スペインの知将が西野采配に苦言。「3人の選手は効果的でなかった」

  • 小宮良之●文 text by Komiya Yoshiyuki photo by Fujita Masato

「試合前に先発メンバーを確認したとき、私は思わず固まってしまった。もちろん、連戦が続き、選手の疲労などの理由はあったのだろう。決勝トーナメントを見据えた采配だったのかもしれない。それにしても、6人もの先発変更は危険すぎた」

 日本のポーランド戦後、ジョゼップ・グアルディオラも信頼を寄せるスペインの"慧眼(けいがん)"、ミケル・エチャリはそう言って、プランニングの問題を指摘している。

 エチャリは大会前から、ロシアW杯での日本の「サプライズ」を論理的に予想していた。結果はまさにそのとおりになっている。しかし、第3戦目に関しては「命拾い」と厳しく表現した。

 大胆というよりは無謀な選手交代で挑んだ西野ジャパンを、エチャリはどのようにスカウティングしたのだろうか?

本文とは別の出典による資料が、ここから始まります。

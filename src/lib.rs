//! GG Dispatch
//!
//! Control plane that routes chat completion requests to a fleet of
//! intermittently available GPU runners over a publish/subscribe transport.
//!
//! # Components
//!
//! - **Registry**: live capacity, warm models and slot leases per runner
//! - **Scheduler**: placement strategy, bounded pending queue, decision log
//! - **Response multiplexer**: per-request subscription and stream reassembly
//! - **API**: unary and streaming completion calls for callers
//!
//! # Guarantees
//!
//! - At most one live dispatch per request
//! - FIFO placement among queued requests
//! - Queue overflow is rejected, never silently dropped
//! - Every failure is scoped to one request or one runner

pub mod api;
pub mod config;
pub mod error;
pub mod health;
pub mod protocol;
pub mod registry;
pub mod response;
pub mod runner_client;
pub mod scheduler;
pub mod shutdown;
pub mod telemetry;
pub mod transport;

use std::sync::Arc;

use tokio::task::JoinHandle;
use tokio_util::sync::CancellationToken;

use api::InferenceApi;
use config::DispatchConfig;
use health::{HealthChecker, HealthReport};
use runner_client::RunnerClient;
use scheduler::Dispatcher;
use shutdown::{ShutdownCoordinator, ShutdownResult};
use transport::Transport;

pub use error::DispatchError;

/// The control plane instance: one dispatcher shared by the caller API and
/// runner-facing handlers.
pub struct ControlPlane {
    config: Arc<DispatchConfig>,
    dispatcher: Arc<Dispatcher>,
    transport: Arc<dyn Transport>,
    api: InferenceApi,
    shutdown: ShutdownCoordinator,
    health: HealthChecker,
    background: CancellationToken,
}

impl ControlPlane {
    pub fn new(config: DispatchConfig, transport: Arc<dyn Transport>) -> Self {
        telemetry::init_metrics();
        let config = Arc::new(config);
        let dispatcher = Arc::new(Dispatcher::new(config.dispatcher_config()));
        let shutdown = ShutdownCoordinator::new();
        let api = InferenceApi::new(
            Arc::clone(&dispatcher),
            Arc::clone(&transport),
            shutdown.clone(),
            Arc::clone(&config),
        );
        tracing::info!(
            strategy = dispatcher.strategy_name(),
            queue_size = config.queue_size,
            "control plane ready",
        );

        Self {
            config,
            dispatcher,
            transport,
            api,
            shutdown,
            health: HealthChecker::default(),
            background: CancellationToken::new(),
        }
    }

    pub fn api(&self) -> &InferenceApi {
        &self.api
    }

    pub fn dispatcher(&self) -> &Arc<Dispatcher> {
        &self.dispatcher
    }

    pub fn config(&self) -> &DispatchConfig {
        &self.config
    }

    /// Runner-side handle sharing this control plane's dispatcher and bus.
    pub fn runner_client(&self, runner_id: impl Into<String>) -> RunnerClient {
        RunnerClient::new(runner_id, Arc::clone(&self.dispatcher), Arc::clone(&self.transport))
    }

    /// Start the periodic eviction sweep. Stopped by [`shutdown`](Self::shutdown).
    pub fn spawn_sweeper(&self) -> JoinHandle<()> {
        scheduler::spawn_sweeper(
            Arc::clone(&self.dispatcher),
            self.config.sweep_interval,
            self.background.child_token(),
        )
    }

    pub fn health(&self) -> HealthReport {
        self.health.report(self.shutdown.state(), &self.dispatcher.snapshot())
    }

    /// Stop admitting calls, stop background tasks and wait for in-flight
    /// calls up to the configured drain timeout.
    pub async fn shutdown(&self) -> ShutdownResult {
        self.background.cancel();
        self.shutdown.initiate(self.config.shutdown_timeout).await
    }
}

ポーランド戦で長谷部誠に代わり先発した山口蛍。日本の中盤は安定を欠いたポーランド戦で長谷部誠に代わり先発した山口蛍。日本の中盤は安定を欠いた「正直、選手のコンディションがわからないので、迂闊(うかつ)なことは言えない。しかし、6人の選手を変更することは、大きなリスクを伴う。西野朗監督としては、『GKを含めたディフェンスラインを維持することで十分』と考えたのかもしれない。

 しかし、私なら制止していた"賭け"だろう。

 システムを4-2-3-1から4-4-2に変更したことにも違和感があった。戦術的観点から、『過去2試合のポーランドが、3バックで両ワイドに強力な選手がいるだけに、2トップでプレスをかけ、ワイドにふたをする』という目論見(もくろみ)があったのは読み取れる。そのために、右サイドには守備的な酒井高徳を起用したのだろう。